Выругавшись, Рэнд схватил Кейт за руку, подтащил к софе, бережно усадил ее, потом снова подошел к двери, подозвал дворецкого и приказал ему мигом мчаться к врачу и просить его приехать.

– Это не из-за того, что я ездила в Харриман-Парк, – сказала Кейт, умоляюще глядя ему в глаза, когда он вновь подошел к ней. – Нас совсем не трясло... клянусь тебе.

Склонившись над ней, Рэнд поцеловал ее в лоб.

– Не волнуйся, любовь моя. Я уверен, все обойдется. Давай я отведу тебя наверх. Доктор тебя осмотрит, и все будет хорошо.

Через несколько часов прибыл доктор Дэнис и тотчас же отправился в спальню герцогини, приказав всем посторонним удалиться. К этому времени Кейт уже чувствовала себя лучше, однако доктор приписал ей строгий постельный режим на ближайшие несколько дней, и Кейт, ворча, повиновалась.

Эндрю вернулся в Лондон, но Мэгги Рэнд попросил остаться до тех пор, пока Кейт не станет лучше, и та, естественно, согласилась.

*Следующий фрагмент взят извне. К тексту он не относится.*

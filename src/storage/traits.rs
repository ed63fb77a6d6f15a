//! Storage Trait Definitions
//!
//! Abstract storage interfaces for the swap ledger. The ledger is the single
//! source of truth and the synchronization point for idempotency: allocation
//! races and deposit deduplication are resolved by its uniqueness
//! constraints, never by in-memory state.
//!
//! Implementations can use SQLite (production) or in-memory (testing).

use async_trait::async_trait;
use std::collections::HashMap;
use thiserror::Error;
use uuid::Uuid;

use crate::types::account::ClientAccount;
use crate::types::network::Network;
use crate::types::swap::{PendingPayout, Swap, SwapDirection};

/// Storage errors
#[derive(Debug, Error)]
pub enum StorageError {
    #[error("record not found: {0}")]
    NotFound(String),

    #[error("duplicate record: {0}")]
    Duplicate(String),

    #[error("database error: {0}")]
    Database(String),

    #[error("invalid data: {0}")]
    InvalidData(String),

    #[error("connection error: {0}")]
    Connection(String),
}

/// Result type for storage operations
pub type StorageResult<T> = Result<T, StorageError>;

/// Client account storage interface
///
/// The (user_address, user_address_network) pair is unique; `insert_account`
/// returns `Duplicate` when a concurrent allocation won the race, and the
/// caller re-reads the surviving row.
#[async_trait]
pub trait AccountStore: Send + Sync {
    /// Insert a new client account
    async fn insert_account(&self, account: &ClientAccount) -> StorageResult<()>;

    /// Get an account by uuid
    async fn get_account(&self, uuid: Uuid) -> StorageResult<Option<ClientAccount>>;

    /// Get an account by its (user address, network) pair
    async fn get_account_by_user(
        &self,
        user_address: &str,
        user_network: Network,
    ) -> StorageResult<Option<ClientAccount>>;

    /// Total number of accounts
    async fn count_accounts(&self) -> StorageResult<u64>;
}

/// Swap ledger storage interface
///
/// `deposit_tx_hash` is globally unique; `insert_swap` returns `Duplicate`
/// for an already-recorded deposit.
#[async_trait]
pub trait SwapStore: Send + Sync {
    /// Insert a new swap
    async fn insert_swap(&self, swap: &Swap) -> StorageResult<()>;

    /// Get all swaps belonging to an account, oldest first
    async fn get_swaps_for_account(&self, account_uuid: Uuid) -> StorageResult<Vec<Swap>>;

    /// Get all pending swaps of one direction joined with their payout
    /// destination address, oldest first
    async fn pending_payouts(&self, direction: SwapDirection) -> StorageResult<Vec<PendingPayout>>;

    /// Mark a set of swaps settled with the dispatched transaction hashes
    ///
    /// All swaps receive the same hash list since they were physically paid
    /// together. Applied in a single transaction so a swap is never observed
    /// settled without its hashes (or the reverse).
    async fn mark_swaps_settled(&self, uuids: &[Uuid], tx_hashes: &[String]) -> StorageResult<()>;

    /// Get swap counts keyed by status
    async fn count_swaps_by_status(&self) -> StorageResult<HashMap<String, u64>>;
}

/// Combined ledger interface
pub trait LedgerStore: AccountStore + SwapStore {}

impl<T: AccountStore + SwapStore> LedgerStore for T {}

Спустя несколько дней состояние здоровья Кейт и в самом деле заметно улучшилось, во всяком случае, настолько, что она стала жаловаться на то, что ее круглые сутки держат в постели, и Рэнд нехотя согласился разрешить ей проводить каждый день по нескольку часов в саду.

– Он так о тебе заботится, – с улыбкой проговорила Мэгги, когда они с Кейт уселись на удобные мягкие стулья, которые для них вынес в сад лакей. – Никогда не видела, чтобы он так себя вел.

Кейт погладила свой большой живот, в котором рос ребенок Рэнда.

– Он хочет этого малыша. Мне кажется, он его уже любит. Из него выйдет прекрасный отец.

– Он хорошо помнит собственное детство. Его отец, старый герцог, ужасно к нему относился, и ему наверняка хочется, чтобы жизнь его собственного ребенка была другой.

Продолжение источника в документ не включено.